**YOUR TASK:** Please retype the records below exactly as they stand.

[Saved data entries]
= = = =

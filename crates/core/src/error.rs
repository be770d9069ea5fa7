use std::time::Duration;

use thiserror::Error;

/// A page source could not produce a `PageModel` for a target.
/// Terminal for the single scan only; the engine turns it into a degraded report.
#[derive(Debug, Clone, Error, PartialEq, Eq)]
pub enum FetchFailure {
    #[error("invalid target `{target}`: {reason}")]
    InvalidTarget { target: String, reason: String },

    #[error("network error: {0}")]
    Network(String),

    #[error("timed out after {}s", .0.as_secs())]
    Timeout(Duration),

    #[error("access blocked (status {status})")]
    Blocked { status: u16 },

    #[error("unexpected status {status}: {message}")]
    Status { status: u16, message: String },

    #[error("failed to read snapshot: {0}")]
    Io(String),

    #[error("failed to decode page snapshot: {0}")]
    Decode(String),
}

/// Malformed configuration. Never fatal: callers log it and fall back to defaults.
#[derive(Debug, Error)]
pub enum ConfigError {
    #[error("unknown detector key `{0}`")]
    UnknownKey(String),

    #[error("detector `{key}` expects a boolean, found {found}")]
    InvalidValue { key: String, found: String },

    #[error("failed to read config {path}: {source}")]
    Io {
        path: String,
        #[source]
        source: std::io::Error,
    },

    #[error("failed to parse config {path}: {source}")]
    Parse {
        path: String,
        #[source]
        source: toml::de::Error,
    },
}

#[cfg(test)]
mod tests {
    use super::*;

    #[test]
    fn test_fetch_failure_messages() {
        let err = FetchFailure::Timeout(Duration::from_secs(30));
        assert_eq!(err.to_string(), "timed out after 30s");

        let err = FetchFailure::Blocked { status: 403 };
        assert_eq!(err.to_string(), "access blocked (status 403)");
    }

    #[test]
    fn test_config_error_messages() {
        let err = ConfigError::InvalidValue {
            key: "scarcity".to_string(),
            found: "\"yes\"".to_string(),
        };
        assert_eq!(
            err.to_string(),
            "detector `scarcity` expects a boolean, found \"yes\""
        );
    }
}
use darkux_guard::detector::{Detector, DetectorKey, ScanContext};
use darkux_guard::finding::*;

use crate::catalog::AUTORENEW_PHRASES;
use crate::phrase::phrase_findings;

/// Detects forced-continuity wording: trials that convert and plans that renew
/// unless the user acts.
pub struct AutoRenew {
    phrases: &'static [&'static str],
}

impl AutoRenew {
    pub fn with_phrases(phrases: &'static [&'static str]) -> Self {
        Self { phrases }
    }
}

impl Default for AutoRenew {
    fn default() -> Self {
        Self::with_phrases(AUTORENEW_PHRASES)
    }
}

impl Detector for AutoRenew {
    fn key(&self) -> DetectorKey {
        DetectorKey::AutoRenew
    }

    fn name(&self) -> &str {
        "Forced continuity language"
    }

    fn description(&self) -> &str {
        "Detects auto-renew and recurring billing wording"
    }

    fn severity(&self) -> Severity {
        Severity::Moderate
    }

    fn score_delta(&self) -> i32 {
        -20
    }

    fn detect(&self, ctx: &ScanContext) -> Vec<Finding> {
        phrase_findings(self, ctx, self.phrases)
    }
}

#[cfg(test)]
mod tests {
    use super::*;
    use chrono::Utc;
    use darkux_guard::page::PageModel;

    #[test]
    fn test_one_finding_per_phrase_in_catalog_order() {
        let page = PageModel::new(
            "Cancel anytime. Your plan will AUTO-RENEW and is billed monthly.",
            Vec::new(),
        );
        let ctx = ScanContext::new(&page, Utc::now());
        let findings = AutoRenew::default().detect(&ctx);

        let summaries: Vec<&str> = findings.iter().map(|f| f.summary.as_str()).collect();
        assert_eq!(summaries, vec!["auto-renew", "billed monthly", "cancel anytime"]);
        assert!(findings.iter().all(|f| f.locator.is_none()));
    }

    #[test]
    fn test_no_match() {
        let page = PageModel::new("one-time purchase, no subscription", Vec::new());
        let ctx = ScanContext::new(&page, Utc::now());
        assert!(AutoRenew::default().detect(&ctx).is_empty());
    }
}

= = = =

**EXERCISE OUTPUT:**
filename crates/core/src/error.rs
repository be770d9069ea5fa7
use std::time::Duration;

use thiserror::Error;

/// A page source could not produce a `PageModel` for a target.
/// Terminal for the single scan only; the engine turns it into a degraded report.
#[derive(Debug, Clone, Error, PartialEq, Eq)]
pub enum FetchFailure {
    #[error("invalid target `{target}`: {reason}")]
    InvalidTarget { target: String, reason: String },

    #[error("network error: {0}")]
    Network(String),

    #[error("timed out after {}s", .0.as_secs())]
    Timeout(Duration),

    #[error("access blocked (status {status})")]
    Blocked { status: u16 },

    #[error("unexpected status {status}: {message}")]
    Status { status: u16, message: String },

    #[error("failed to read snapshot: {0}")]
    Io(String),

    #[error("failed to decode page snapshot: {0}")]
    Decode(String),
}

/// Malformed configuration. Never fatal: callers log it and fall back to defaults.
#[derive(Debug, Error)]
pub enum ConfigError {
    #[error("unknown detector key `{0}`")]
    UnknownKey(String),

    #[error("detector `{key}` expects a boolean, found {found}")]
    InvalidValue { key: String, found: String },

    #[error("failed to read config {path}: {source}")]
    Io {
        path: String,
        #[source]
        source: std::io::Error,
    },

    #[error("failed to parse config {path}: {source}")]
    Parse {
        path: String,
        #[source]
        source: toml::de::Error,
    },
}

#[cfg(test)]
mod tests {
    use super::*;

    #[test]
    fn test_fetch_failure_messages() {
        let err = FetchFailure::Timeout(Duration::from_secs(30));
        assert_eq!(err.to_string(), "timed out after 30s");

        let err = FetchFailure::Blocked { status: 403 };
        assert_eq!(err.to_string(), "access blocked (status 403)");
    }

    #[test]
    fn test_config_error_messages() {
        let err = ConfigError::InvalidValue {
            key: "scarcity".to_string(),
            found: "\"yes\"".to_string(),
        };
        assert_eq!(
            err.to_string(),
            "detector `scarcity` expects a boolean, found \"yes\""
        );
    }
}
use darkux_guard::detector::{Detector, DetectorKey, ScanContext};
use darkux_guard::finding::*;

use crate::catalog::AUTORENEW_PHRASES;
use crate::phrase::phrase_findings;

/// Detects forced-continuity wording: trials that convert and plans that renew
/// unless the user acts.
pub struct AutoRenew {
    phrases: &'static [&'static str],
}

impl AutoRenew {
    pub fn with_phrases(phrases: &'static [&'static str]) -> Self {
        Self { phrases }
    }
}

impl Default for AutoRenew {
    fn default() -> Self {
        Self::with_phrases(AUTORENEW_PHRASES)
    }
}

impl Detector for AutoRenew {
    fn key(&self) -> DetectorKey {
        DetectorKey::AutoRenew
    }

    fn name(&self) -> &str {
        "Forced continuity language"
    }

    fn description(&self) -> &str {
        "Detects auto-renew and recurring billing wording"
    }

    fn severity(&self) -> Severity {
        Severity::Moderate
    }

    fn score_delta(&self) -> i32 {
        -20
    }

    fn detect(&self, ctx: &ScanContext) -> Vec<Finding> {
        phrase_findings(self, ctx, self.phrases)
    }
}

#[cfg(test)]
mod tests {
    use super::*;
    use chrono::Utc;
    use darkux_guard::page::PageModel;

    #[test]
    fn test_one_finding_per_phrase_in_catalog_order() {
        let page = PageModel::new(
            "Cancel anytime. Your plan will AUTO-RENEW and is billed monthly.",
            Vec::new(),
        );
        let ctx = ScanContext::new(&page, Utc::now());
        let findings = AutoRenew::default().detect(&ctx);

        let summaries: Vec<&str> = findings.iter().map(|f| f.summary.as_str()).collect();
        assert_eq!(summaries, vec!["auto-renew", "billed monthly", "cancel anytime"]);
        assert!(findings.iter().all(|f| f.locator.is_none()));
    }

    #[test]
    fn test_no_match() {
        let page = PageModel::new("one-time purchase, no subscription", Vec::new());
        let ctx = ScanContext::new(&page, Utc::now());
        assert!(AutoRenew::default().detect(&ctx).is_empty());
    }
}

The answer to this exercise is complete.